One example would be assigning a dogs running cycle to a human , and see them run like a dog without having to spend hours retouching the mocap or the initial rig

if you use the same naming conventions for your vertex groups, can’t you just un-parent the skelaton go into edit mode tweak the joints and re-parent to another mesh(with the said naming of vertex groups)?..seems to me that would work just fine.

That would work fine if all of the bones for each mesh were named coherently. Such as using a predefined rig, like a makehuman setup , or a rigify rig.
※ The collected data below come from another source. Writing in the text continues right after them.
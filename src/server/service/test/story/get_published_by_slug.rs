use super::*;

/// Tests that drafts are hidden from the public lookup.
///
/// Expected: Ok for the published story, Err(AppError::NotFound) for the draft
#[tokio::test]
async fn hides_drafts() -> Result<(), AppError> {
    let test = TestBuilder::new().with_all_tables().build().await.unwrap();
    let db = test.db.as_ref().unwrap();

    let published = factory::create_story(db, true).await?;
    let draft = factory::create_story(db, false).await?;
    let service = StoryService::new(db);

    let found = service.get_published_by_slug(&published.slug).await?;
    assert_eq!(found.id, published.id);

    let result = service.get_published_by_slug(&draft.slug).await;
    assert!(matches!(result, Err(AppError::NotFound(_))));

    Ok(())
}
Mayas humanIK lets yo transplant the locations of the bones from one armature to another by simply clicking the bone on your rig, and then selecting the corresponding bone in the humanIK setup screen, when you do this you can save out the mapping of the bones for that character… It makes it easier to … for example,
import a BVH file,
assign mapping to it (which is instant if you saved out the mapping for that bvh type),
select or create a characters rig (with no naming conventions needed)
assign a mapping to that (which is once again instant if you have previously saved the map)
tell it which is the control rig,
watch the mocap on your character,
modify it in real time, to get things like hip height , arm stretchiness, foot height ect, just the way you want it.
done. makes it much faster to switch and swap animation data.

its an old video but it shows most of the features

Thanks. I missed that. From the screenshot, it looks like just the thing. I’ll keep an eye out for the update.

I think you’d have to have the same vertex count/order for this work so the weighting would come out right. Perhaps if you started with the same base mesh for two or more characters, making sure the vertices for each body part stayed within the body part in each character (ie. neck vertices were always neck, head were always head, etc.) it would be possible. You’d still likely end up tweaking weights, though.

Of course, this is all theory. The one time I used a single rig for multiple characters, it was a mechanical-type rig where each moving part of the body was a separate mesh that was weighted 100% to its bone. It took me several months of planning, redesigning meshes and rigs, trial and error to get it work, but I ended up with 22 characters all using the same rig.

Apparently, this is even easier with Maya 2013.

I just tried this out and it’s definitely handy. Now we just need the core devs to implement the selection/editing of multiple fields with one action (like Maya does). That would speed things up an amazing amount for editing those vertex weight spreadsheets.